The app provides no output to the console.

It drives the Arty A7 pin marked A0 high before the testing loop is executed. The pin is driven low after the loop finishes. Testing loops are repeated indefinitely.
You, therefore, need to measure the duration of a positive pulse created on the pin A0 down to tens of microseconds. Even a cheap scope should be able to do that.

The amount of data read from memory in the testing loop is defined by the macro BUFF_WORDS (i.e., number of 32b words) defined in main.cpp. The value of the macro must be divisible by 4.

Important

The app published in this repository was compiled for Arty A7-35. It won't load on Arty A7-100.

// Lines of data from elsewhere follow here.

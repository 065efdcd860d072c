//! Estonian Tutor Library
//!
//! Adaptive proficiency tracking and exercise generation:
//! - Six-tier proficiency scale with weighted scoring and one-step moves
//! - Generation request planning per exercise category and tier
//! - Repair and salvage of malformed or truncated generator JSON
//! - Per-category answer validation with static fallback content
//!
//! # Example
//!
//! ```ignore
//! use std::sync::Arc;
//! use estonian_tutor::{Category, InMemoryLearnerStore, OfflineGenerator, ProficiencyTier, TutorPipeline};
//!
//! #[tokio::main]
//! async fn main() {
//!     let pipeline = TutorPipeline::new(Arc::new(OfflineGenerator), Arc::new(InMemoryLearnerStore::new()));
//!     let set = pipeline.request_exercises(ProficiencyTier::A1, Category::Vocabulary).await;
//!     println!("{} items", set.len());
//! }
//! ```

pub mod cli;
pub mod config;
pub mod exercises;
pub mod generator;
pub mod pipeline;
pub mod proficiency;

pub use config::Config;

pub use exercises::{
    AnswerValidator, Category, ExerciseItem, ExerciseSet, GenerationRequest,
    GenerationRequestPlanner, Provenance, ResponseSanitizer, SanitizeFailure, ValidationReport,
};

pub use generator::{Generator, GeneratorError, OfflineGenerator, OpenRouterGenerator};

pub use pipeline::TutorPipeline;

pub use proficiency::{
    Direction, InMemoryLearnerStore, LearnerStore, PerformanceScorer, PerformanceSignal,
    ProficiencyTier, ProficiencyTracker, Recommendation, TierChange, TrackerError,
};

/// Library version
pub const VERSION: &str = env!("CARGO_PKG_VERSION");

/// Library name
pub const NAME: &str = env!("CARGO_PKG_NAME");

/// Get the library info
pub fn info() -> String {
    format!("{} v{} - Adaptive Estonian exercises", NAME, VERSION)
}
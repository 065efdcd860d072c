//! External text generator seam
//!
//! The pipeline only sees [`Generator`]: a request goes in, raw text or a
//! [`GeneratorError`] comes out. Vendor wire formats live in adapters.

pub mod openrouter;

use async_trait::async_trait;
use std::time::Duration;

use crate::exercises::GenerationRequest;

pub use openrouter::OpenRouterGenerator;

#[derive(Debug, thiserror::Error)]
pub enum GeneratorError {
    #[error("generator unavailable: {0}")]
    Unavailable(String),
    #[error("generator timed out after {0:?}")]
    Timeout(Duration),
    #[error("generator rate limited: {0}")]
    RateLimited(String),
    #[error("generator HTTP error ({status}): {body}")]
    Http { status: u16, body: String },
    #[error("invalid generator response: {0}")]
    InvalidResponse(String),
}

impl GeneratorError {
    /// Map a non-success HTTP status and body to an error kind
    pub fn from_status(status: u16, body: &str) -> Self {
        let lower = body.to_lowercase();
        if status == 429 || lower.contains("rate limit") || lower.contains("too many requests") {
            GeneratorError::RateLimited(body.to_string())
        } else if matches!(status, 502..=504)
            || lower.contains("model is currently overloaded")
            || lower.contains("service unavailable")
        {
            GeneratorError::Unavailable(format!("HTTP {}: {}", status, body))
        } else {
            GeneratorError::Http {
                status,
                body: body.to_string(),
            }
        }
    }

    /// Whether retrying the same request later could succeed
    pub fn is_transient(&self) -> bool {
        matches!(
            self,
            GeneratorError::Unavailable(_) | GeneratorError::Timeout(_) | GeneratorError::RateLimited(_)
        )
    }
}

/// Produces raw exercise text for a planned request
#[async_trait]
pub trait Generator: Send + Sync {
    async fn generate(&self, request: &GenerationRequest) -> Result<String, GeneratorError>;
}

/// A generator that is never reachable; every request takes the fallback path
#[derive(Debug, Clone, Default)]
pub struct OfflineGenerator;

#[async_trait]
impl Generator for OfflineGenerator {
    async fn generate(&self, _request: &GenerationRequest) -> Result<String, GeneratorError> {
        Err(GeneratorError::Unavailable("offline mode".to_string()))
    }
}
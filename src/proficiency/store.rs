//! Learner tier storage
//!
//! The tracker never owns storage; it reads and writes tiers through
//! [`LearnerStore`]. The in-memory implementation backs the CLI and tests.

use async_trait::async_trait;
use chrono::{DateTime, Utc};
use serde::{Deserialize, Serialize};
use std::collections::HashMap;
use thiserror::Error;
use tokio::sync::RwLock;
use tracing::debug;

use super::level::ProficiencyTier;

/// Storage failures
#[derive(Debug, Error, Clone, PartialEq)]
pub enum StoreError {
    #[error("learner not found: {0}")]
    NotFound(String),
    #[error("store backend error: {0}")]
    Backend(String),
}

/// A learner as the store sees it
#[derive(Debug, Clone, Serialize, Deserialize)]
pub struct LearnerState {
    pub id: String,
    pub current_tier: ProficiencyTier,
    pub updated_at: DateTime<Utc>,
}

/// Single source of truth for each learner's tier
#[async_trait]
pub trait LearnerStore: Send + Sync {
    /// Current tier for a learner
    async fn get_tier(&self, learner_id: &str) -> Result<ProficiencyTier, StoreError>;

    /// Persist a new tier for an existing learner
    async fn set_tier(&self, learner_id: &str, tier: ProficiencyTier) -> Result<(), StoreError>;
}

/// Process-local learner store
#[derive(Default)]
pub struct InMemoryLearnerStore {
    learners: RwLock<HashMap<String, LearnerState>>,
}

impl InMemoryLearnerStore {
    pub fn new() -> Self {
        Self::default()
    }

    /// Register (or reset) a learner at a tier
    pub async fn insert(&self, learner_id: &str, tier: ProficiencyTier) {
        let state = LearnerState {
            id: learner_id.to_string(),
            current_tier: tier,
            updated_at: Utc::now(),
        };
        self.learners.write().await.insert(learner_id.to_string(), state);
    }

    /// Snapshot of a learner record
    pub async fn get(&self, learner_id: &str) -> Option<LearnerState> {
        self.learners.read().await.get(learner_id).cloned()
    }
}

#[async_trait]
impl LearnerStore for InMemoryLearnerStore {
    async fn get_tier(&self, learner_id: &str) -> Result<ProficiencyTier, StoreError> {
        self.learners
            .read()
            .await
            .get(learner_id)
            .map(|s| s.current_tier)
            .ok_or_else(|| StoreError::NotFound(learner_id.to_string()))
    }

    async fn set_tier(&self, learner_id: &str, tier: ProficiencyTier) -> Result<(), StoreError> {
        let mut learners = self.learners.write().await;
        let state = learners
            .get_mut(learner_id)
            .ok_or_else(|| StoreError::NotFound(learner_id.to_string()))?;
        state.current_tier = tier;
        state.updated_at = Utc::now();
        debug!("Stored tier {} for learner {}", tier, learner_id);
        Ok(())
    }
}

#[cfg(test)]
mod tests {
    use super::*;

    #[tokio::test]
    async fn test_get_and_set_tier() {
        let store = InMemoryLearnerStore::new();
        store.insert("kadri", ProficiencyTier::A2).await;

        assert_eq!(store.get_tier("kadri").await, Ok(ProficiencyTier::A2));
        store.set_tier("kadri", ProficiencyTier::B1).await.unwrap();
        assert_eq!(store.get_tier("kadri").await, Ok(ProficiencyTier::B1));
    }

    #[tokio::test]
    async fn test_missing_learner() {
        let store = InMemoryLearnerStore::new();
        assert_eq!(
            store.get_tier("nobody").await,
            Err(StoreError::NotFound("nobody".to_string()))
        );
        assert!(store.set_tier("nobody", ProficiencyTier::A1).await.is_err());
        assert!(store.get("nobody").await.is_none());
    }
}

If you have Arty A7-100, you need to generate the Vivado outputs with the board Arty A7-100 set in the Vivado project and export the hardware specification (File|Export|Export Hardware, select "Include Bitstream").
Then, in Vitis, you right-click the "system" project in the Explorer, select "Update Hardware Specification" and specify the .xsa file generated by Vivado. With the HW specification updated, you must re-build the Vitis workspace.

Tip

The app will, by default, run with instruction and data cache disabled, in order to measure DDR3 SDRAM read speed.
To do the measurement with caches enabled, comment the following line in main.cpp:

//Comment out this macro in order to run the test with instruction and data cache enabled
#define CACHES_DISABLED

Compilers do not like loops, which read data and do nothing with them. Such code is discarded by a compiler.
In order to remove any dependency on compiler optimization I wrote the critical piece of the benchmarking code in MicroBlaze assembly.
This is an excerpt from main.cpp:

volatile uint32_t buff[BUFF_WORDS];

/* Sequentially read content of buff into a register */
asm volatile (
    "xor r0, r0, r0      \n\t"  //make sure r0 is zero
    "addi r10, %0        \n\t"  //load address of buff to r10
    "addi r11, r0, %1    \n\t"  //load value of BUFF_WORDS/4 to r11
    "addi r13, r0, -1    \n\t"  //load value -1 to r13
    "1:                  \n\t"  //label for branching
    //Load four 32b words from memory:
    "lwi  r12, r10, 0    \n\t"  //load 32b word from address r10 to r12
    "lwi  r12, r10, 4    \n\t"  //load 32b word from address r10+4 to r12
    "lwi  r12, r10, 8    \n\t"  //load 32b word from address r10+8 to r12
    "lwi  r12, r10, 12   \n\t"  //load 32b word from address r10+14 to r12
    "addi r10, r10, 4*4  \n\t"  //increment address in r10 to next 4 words
    "add  r11, r11, r13  \n\t"  //decrement counter in r11 (r13 == -1)
    "bgti r11, 1b        \n\t"  //if r11 > 0 then branch backward to label 1
    :                                   //no output operands
    : "m" (buff), "i" (BUFF_WORDS/4)    //input operands
    : "r0","r10","r11","r12","r13","cc" //clobbered registers + CPU condition codes
);

Important

Even though the critical benchmarking loop is written in assembly, do compile the whole project in the Release Configuration (i.e., with optimization set to -O2 or -O3) so the surrounding code is optimized as well.

Measurements

I made the following measurements on Arty A7-35 using the exact HW design and SW app published in this repository:

test buffer size duration with caches disabled duration with caches enabled
30 kB
(fits into the 32 kB cache)
7.24 ms 0.088 ms
50 kB 12.05 ms 0.689 ms